Involvement of Polyamines in B Cell Receptor–Mediated Apoptosis: Spermine Functions as a Negative Modulator

Abstract

The B cell lymphoma WEHI231 has been used as a model for studying clonal deletion of B cells on the basis of its ability to undergo growth arrest and apoptosis by B cell antigen receptor (BCR) cross-linking. To comprehensively analyze the genes involved in BCR-mediated apoptosis, we applied the technique of serial analysis of gene expression (SAGE) to WEHI231. Comparison of expression patterns revealed that BCR cross-linking caused coordinate changes in the expression of genes involved in polyamine metabolism. Polyamines are ubiquitous compounds required for cell proliferation and homeostasis. The coordinate expression of the polyamine-related genes was confirmed by semiquantitative reverse transcriptase–polymerase chain reaction analysis. During apoptosis, the genes involved in polyamine biosynthesis were downregulated, whereas those involved in polyamine catabolism were upregulated, suggesting that intracellular polyamines play a role in BCR-mediated apoptosis.
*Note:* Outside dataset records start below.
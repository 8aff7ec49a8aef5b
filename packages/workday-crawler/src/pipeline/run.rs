//! The crawl entry point: discovery, fast path, fallback, reconcile.

use std::collections::HashSet;
use std::sync::Arc;

use chrono::{DateTime, Utc};
use futures::stream::{Stream, StreamExt};
use tokio_util::sync::CancellationToken;
use tracing::{error, info, warn, Instrument};

use super::discover::UrlDiscoverer;
use super::extract::DetailExtractor;
use super::fallback::RenderFallback;
use super::reconcile::Reconciler;
use crate::context::RunContext;
use crate::error::{CrawlError, CrawlResult};
use crate::ratelimit::RateLimiterRegistry;
use crate::session::SessionPool;
use crate::traits::browser::BrowserLauncher;
use crate::traits::fetcher::PageFetcher;
use crate::traits::store::JobStore;
use crate::types::config::CrawlerConfig;
use crate::types::filter::JobFilter;
use crate::types::job::{Company, ExtractedJob, JobRecord, UpsertOutcome};
use crate::types::outcome::ExtractionOutcome;
use crate::types::summary::{CompletenessWarning, CrawlSummary, ExtractionStats};

/// Next stream item, or `None` once `cancel` fires.
async fn next_unless_cancelled<St>(stream: &mut St, cancel: &CancellationToken) -> Option<St::Item>
where
    St: Stream + Unpin,
{
    tokio::select! {
        biased;
        _ = cancel.cancelled() => None,
        item = stream.next() => item,
    }
}

/// Runs crawls for companies registered in a [`JobStore`].
///
/// Owns the browser session pool and the per-host rate limiters, so both are
/// shared by every run made through the same runner.
pub struct CrawlRunner<S, F, L>
where
    S: JobStore,
    F: PageFetcher,
    L: BrowserLauncher,
{
    store: S,
    fetcher: Arc<F>,
    pool: SessionPool<L>,
    limiters: RateLimiterRegistry,
    config: CrawlerConfig,
    discoverer: UrlDiscoverer,
    fallback: RenderFallback,
    reconciler: Reconciler,
}

impl<S, F, L> CrawlRunner<S, F, L>
where
    S: JobStore,
    F: PageFetcher,
    L: BrowserLauncher,
{
    pub fn new(store: S, fetcher: F, launcher: L, config: CrawlerConfig) -> Self {
        Self {
            store,
            fetcher: Arc::new(fetcher),
            pool: SessionPool::new(launcher, config.sessions.clone()),
            limiters: RateLimiterRegistry::new(config.rate_limiter.clone()),
            discoverer: UrlDiscoverer::new(config.discovery.clone()),
            fallback: RenderFallback::new(config.fallback.clone()),
            reconciler: Reconciler::new(config.reconcile.clone()),
            config,
        }
    }

    pub fn store(&self) -> &S {
        &self.store
    }

    pub fn pool(&self) -> &SessionPool<L> {
        &self.pool
    }

    pub fn limiters(&self) -> &RateLimiterRegistry {
        &self.limiters
    }

    pub fn config(&self) -> &CrawlerConfig {
        &self.config
    }

    /// Register (or look up) a company to crawl.
    pub async fn register_company(&self, name: &str, base_url: &str) -> CrawlResult<Company> {
        Ok(self.store.ensure_company(name, base_url).await?)
    }

    /// Jobs matching `filter`, most recently seen first.
    pub async fn query_jobs(&self, filter: &JobFilter) -> CrawlResult<Vec<JobRecord>> {
        Ok(self.store.query(filter).await?)
    }

    /// Crawl one company end to end.
    ///
    /// Only an unknown company, an unloadable listing or a store failure make
    /// this return `Err`; per-URL failures are reported in the summary. If
    /// `cancel` fires, work in flight is abandoned, reconciliation is skipped
    /// and the summary is marked `aborted`.
    pub async fn run_crawl(
        &self,
        company_id: i64,
        cancel: CancellationToken,
    ) -> CrawlResult<CrawlSummary> {
        let company = self
            .store
            .company(company_id)
            .await?
            .ok_or(CrawlError::UnknownCompany(company_id))?;
        let ctx = RunContext::for_company(&company);
        let span = ctx.span();

        self.run_company(&company, &ctx, &cancel)
            .instrument(span)
            .await
    }

    /// Crawl every registered company in turn.
    ///
    /// A failed company is logged and reported; it does not stop the others.
    pub async fn run_all(
        &self,
        cancel: CancellationToken,
    ) -> CrawlResult<Vec<(Company, CrawlResult<CrawlSummary>)>> {
        let companies = self.store.companies().await?;
        let mut results = Vec::with_capacity(companies.len());

        for company in companies {
            if cancel.is_cancelled() {
                warn!(remaining = %company.name, "Cancelled, not starting further runs");
                break;
            }
            let result = self.run_crawl(company.id, cancel.clone()).await;
            if let Err(e) = &result {
                error!(company = %company.name, error = %e, "Crawl run failed");
            }
            results.push((company, result));
        }
        Ok(results)
    }

    /// Close idle browser sessions.
    pub async fn shutdown(&self) {
        self.pool.close_all().await;
    }

    async fn run_company(
        &self,
        company: &Company,
        ctx: &RunContext,
        cancel: &CancellationToken,
    ) -> CrawlResult<CrawlSummary> {
        let mut summary = CrawlSummary::new(ctx.run_id, company.id);
        let seen_at = Utc::now();
        info!(base_url = %company.base_url, "Crawl run starting");

        // Phase 1: discovery
        let report = tokio::select! {
            biased;
            _ = cancel.cancelled() => {
                warn!("Run cancelled during discovery");
                summary.aborted = true;
                return Ok(summary);
            }
            report = self.discoverer.discover(&self.pool, &company.base_url) => report?,
        };
        summary.discovered = report.found();
        summary.completeness_warning = report.completeness_warning();
        if let Some(e) = report.incomplete_error() {
            warn!(error = %e, "Proceeding with partial URL set");
        }

        let mut observed = HashSet::new();

        // Phase 2: fast path
        let extractor = DetailExtractor::new(
            self.fetcher.clone(),
            self.limiters.for_url(&company.base_url),
            self.config.extractor.clone(),
        );
        let urls: Vec<String> = report.urls.into_iter().map(|c| c.url).collect();
        let mut stats = ExtractionStats::default();
        let mut routed = Vec::new();
        {
            let stream = extractor.extract_stream(urls, ctx);
            tokio::pin!(stream);
            while let Some((url, outcome)) = next_unless_cancelled(&mut stream, cancel).await {
                stats.record(&outcome);
                match outcome {
                    ExtractionOutcome::Success(job) => {
                        self.record(company.id, &job, seen_at, &mut summary, &mut observed)
                            .await?;
                    }
                    ExtractionOutcome::NeedsFallback(reason) => routed.push((url, reason)),
                    ExtractionOutcome::Failed(reason) => {
                        if self.config.extractor.fallback_on_network_failure {
                            routed.push((url, reason));
                        } else {
                            summary.failed_urls.push(url);
                        }
                    }
                }
            }
        }
        extractor.report_loss(&stats);

        // Phase 2b: render fallback
        if !routed.is_empty() && !cancel.is_cancelled() {
            info!(count = routed.len(), "Routing URLs to render fallback");
            let stream = self.fallback.render_stream(&self.pool, routed, ctx);
            tokio::pin!(stream);
            while let Some((url, outcome)) = next_unless_cancelled(&mut stream, cancel).await {
                match outcome {
                    ExtractionOutcome::Success(job) => {
                        self.record(company.id, &job, seen_at, &mut summary, &mut observed)
                            .await?;
                        summary.fallback_recovered += 1;
                    }
                    ExtractionOutcome::NeedsFallback(reason) | ExtractionOutcome::Failed(reason) => {
                        warn!(url = %url, reason = %reason, "URL skipped for this run");
                        summary.failed_urls.push(url);
                    }
                }
            }
        }

        // Phase 3: reconcile
        if cancel.is_cancelled() {
            warn!("Run cancelled, skipping reconciliation");
            summary.aborted = true;
        } else {
            let reconciled = self
                .reconciler
                .reconcile(&self.store, company.id, &observed)
                .await?;
            summary.stale_jobs = reconciled.staled.len();
        }

        if summary.completeness_warning.is_none() && summary.discovered > 0 {
            let lost = summary.failed_urls.len();
            let loss = lost as f64 / summary.discovered as f64;
            if loss > self.config.extractor.loss_threshold {
                summary.completeness_warning = Some(CompletenessWarning::ExtractionLoss {
                    lost,
                    discovered: summary.discovered,
                });
            }
        }

        info!(
            discovered = summary.discovered,
            new_jobs = summary.new_jobs,
            updated_jobs = summary.updated_jobs,
            reactivated_jobs = summary.reactivated_jobs,
            stale_jobs = summary.stale_jobs,
            fallback_recovered = summary.fallback_recovered,
            failed = summary.failed_urls.len(),
            warning = ?summary.completeness_warning,
            aborted = summary.aborted,
            "Crawl run finished"
        );
        Ok(summary)
    }

    async fn record(
        &self,
        company_id: i64,
        job: &ExtractedJob,
        seen_at: DateTime<Utc>,
        summary: &mut CrawlSummary,
        observed: &mut HashSet<String>,
    ) -> CrawlResult<()> {
        match self.store.upsert(company_id, job, seen_at).await? {
            UpsertOutcome::Inserted => {
                summary.new_jobs += 1;
                summary.new_job_ids.push(job.job_id.clone());
            }
            UpsertOutcome::Refreshed => summary.updated_jobs += 1,
            UpsertOutcome::Reactivated => summary.reactivated_jobs += 1,
        }
        observed.insert(job.job_id.clone());
        Ok(())
    }
}

#[cfg(feature = "sqlite")]
impl<L: BrowserLauncher> CrawlRunner<crate::stores::SqliteStore, crate::fetchers::ReqwestFetcher, L> {
    /// Runner backed by the configured SQLite database and a `reqwest` fetcher.
    pub async fn from_config(launcher: L, config: CrawlerConfig) -> CrawlResult<Self> {
        let store = crate::stores::SqliteStore::new(&config.database_url).await?;
        let fetcher = crate::fetchers::ReqwestFetcher::new(config.extractor.request_timeout)?;
        Ok(Self::new(store, fetcher, launcher, config))
    }
}
/// CSS selectors used when reading a rendered detail page.
#[derive(Debug, Clone, PartialEq, Eq, Serialize, Deserialize)]
pub struct DetailSelectors {
    pub json_ld: String,
    pub title: String,
    pub description: String,
    pub location: Option<String>,
}

impl Default for DetailSelectors {
    fn default() -> Self {
        Self {
            json_ld: "script[type='application/ld+json']".into(),
            title: "[data-automation-id='jobPostingHeader']".into(),
            description: "[data-automation-id='job-posting-details']".into(),
            location: Some("[data-automation-id='locations'] dd".into()),
        }
    }
}

/// Phase 1: listing pagination.
#[derive(Debug, Clone, Serialize, Deserialize)]
pub struct DiscoveryConfig {
    /// How long to wait for results to render after navigation.
    pub load_timeout: Duration,

    /// Pause after each page load or click, for lazy content.
    pub settle_delay: Duration,

    /// Attempts per listing URL variant before giving up on it.
    pub load_retries: u32,

    /// Absolute cap on pages walked when no total is declared.
    pub max_pages: usize,

    /// Accepted shortfall against the declared total (0.05 = 5%).
    pub completeness_tolerance: f64,

    /// Larger page sizes tried, in order, when the first walk comes up short.
    pub alternate_page_sizes: Vec<u32>,

    pub selectors: ListingSelectors,
}

impl Default for DiscoveryConfig {
    fn default() -> Self {
        Self {
            load_timeout: Duration::from_secs(30),
            settle_delay: Duration::from_millis(1500),
            load_retries: 3,
            max_pages: 100,
            completeness_tolerance: 0.05,
            alternate_page_sizes: vec![50, 100],
            selectors: ListingSelectors::default(),
        }
    }
}

impl DiscoveryConfig {
    pub fn with_settle_delay(mut self, delay: Duration) -> Self {
        self.settle_delay = delay;
        self
    }

    pub fn with_load_retries(mut self, retries: u32) -> Self {
        self.load_retries = retries.max(1);
        self
    }

    pub fn with_max_pages(mut self, max: usize) -> Self {
        self.max_pages = max;
        self
    }

    pub fn with_completeness_tolerance(mut self, tolerance: f64) -> Self {
        self.completeness_tolerance = tolerance.clamp(0.0, 1.0);
        self
    }

    pub fn with_selectors(mut self, selectors: ListingSelectors) -> Self {
        self.selectors = selectors;
        self
    }
}

/// Phase 2: HTTP fast path.
#[derive(Debug, Clone, Serialize, Deserialize)]
pub struct ExtractorConfig {
    /// Maximum detail pages in flight at once.
    pub concurrency: usize,

    /// Fetch attempts per URL on transient failure.
    pub max_retries: u32,

    /// Per-request deadline.
    pub request_timeout: Duration,

    /// Loss fraction above which the run is flagged incomplete.
    pub loss_threshold: f64,

    pub backoff: BackoffPolicy,

    /// Send URLs whose retries were exhausted to the browser as well.
    ///
    /// Default: true. The browser is often admitted where plain HTTP was refused.
    pub fallback_on_network_failure: bool,
}

impl Default for ExtractorConfig {
    fn default() -> Self {
        Self {
            concurrency: 20,
            max_retries: 3,
            request_timeout: Duration::from_secs(10),
            loss_threshold: 0.05,
            backoff: BackoffPolicy::default(),
            fallback_on_network_failure: true,
        }
    }
}

impl ExtractorConfig {
    pub fn with_concurrency(mut self, concurrency: usize) -> Self {
        self.concurrency = concurrency.max(1);
        self
    }

    pub fn with_max_retries(mut self, retries: u32) -> Self {
        self.max_retries = retries.max(1);
        self
    }

    pub fn with_backoff(mut self, backoff: BackoffPolicy) -> Self {
        self.backoff = backoff;
        self
    }

    pub fn with_loss_threshold(mut self, threshold: f64) -> Self {
        self.loss_threshold = threshold.clamp(0.0, 1.0);
        self
    }

    pub fn with_fallback_on_network_failure(mut self, enabled: bool) -> Self {
        self.fallback_on_network_failure = enabled;
        self
    }
}

/// Browser-rendered fallback.
#[derive(Debug, Clone, Serialize, Deserialize)]
pub struct FallbackConfig {
    pub selectors: DetailSelectors,
    pub render_timeout: Duration,
}

impl Default for FallbackConfig {
    fn default() -> Self {
        Self {
            selectors: DetailSelectors::default(),
            render_timeout: Duration::from_secs(30),
        }
    }
}

/// Adaptive delay controller tuning.
#[derive(Debug, Clone, Serialize, Deserialize)]
pub struct RateLimiterConfig {
    pub min_delay: Duration,
    pub max_delay: Duration,
    /// Starting delay; the floor when unset
    pub initial_delay: Option<Duration>,
    pub backoff_factor: f64,
    pub timeout_factor: f64,
    pub rate_limit_factor: f64,
    /// Consecutive successes before the delay is reduced
    pub success_streak: u32,
    pub decrease_divisor: f64,
    /// Hard ceiling on request rate, independent of the adaptive delay
    pub max_requests_per_second: Option<u32>,
}

impl Default for RateLimiterConfig {
    fn default() -> Self {
        Self {
            min_delay: Duration::from_millis(500),
            max_delay: Duration::from_secs(30),
            initial_delay: None,
            backoff_factor: 1.5,
            timeout_factor: 2.0,
            rate_limit_factor: 3.0,
            success_streak: 10,
            decrease_divisor: 1.2,
            max_requests_per_second: None,
        }
    }
}

impl RateLimiterConfig {
    pub fn with_bounds(mut self, min: Duration, max: Duration) -> Self {
        self.min_delay = min;
        self.max_delay = max.max(min);
        self
    }

    pub fn with_initial_delay(mut self, delay: Duration) -> Self {
        self.initial_delay = Some(delay);
        self
    }

    pub fn with_success_streak(mut self, streak: u32) -> Self {
        self.success_streak = streak.max(1);
        self
    }

    pub fn with_max_requests_per_second(mut self, rps: u32) -> Self {
        self.max_requests_per_second = Some(rps);
        self
    }
}

/// Browser session pool sizing.
#[derive(Debug, Clone, Serialize, Deserialize)]
pub struct SessionPoolConfig {
    pub max_sessions: usize,
    /// Idle sessions older than this are recycled on the next acquire
    pub idle_timeout: Duration,
    /// Sessions older than this are recycled regardless of use
    pub max_age: Option<Duration>,
    /// Blocked acquirers log a warning at this interval
    pub wait_timeout: Duration,
}

impl Default for SessionPoolConfig {
    fn default() -> Self {
        Self {
            max_sessions: 3,
            idle_timeout: Duration::from_secs(900),
            max_age: None,
            wait_timeout: Duration::from_secs(120),
        }
    }
}

impl SessionPoolConfig {
    pub fn with_max_sessions(mut self, max: usize) -> Self {
        self.max_sessions = max.max(1);
        self
    }

    pub fn with_idle_timeout(mut self, timeout: Duration) -> Self {
        self.idle_timeout = timeout;
        self
    }

    pub fn with_max_age(mut self, age: Duration) -> Self {
        self.max_age = Some(age);
        self
    }
}

/// Post-run sweep tuning.
#[derive(Debug, Clone, Serialize, Deserialize)]
pub struct ReconcileConfig {
    /// Consecutive misses after which an active job goes stale
    pub stale_after_misses: u32,
}

impl Default for ReconcileConfig {
    fn default() -> Self {
        Self {
            stale_after_misses: 2,
        }
    }
}

/// Top-level configuration for a crawler instance.
#[derive(Debug, Clone, Serialize, Deserialize)]
pub struct CrawlerConfig {
    pub database_url: String,
    pub discovery: DiscoveryConfig,
    pub extractor: ExtractorConfig,
    pub fallback: FallbackConfig,
    pub rate_limiter: RateLimiterConfig,
    pub sessions: SessionPoolConfig,
    pub reconcile: ReconcileConfig,
}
Levels of intracellular putrescine, spermidine, and spermine were reduced after BCR cross-linking. These effects were prevented by concurrent CD40 stimulation, which blocked BCR-mediated apoptosis. Furthermore, addition of spermine could repress the BCR-mediated apoptosis by attenuating the mitochondrial membrane potential (Δψm) loss and activation of caspase-7 induced by BCR signaling. These findings strongly suggest that polyamine regulation is involved in apoptosis during B cell clonal deletion.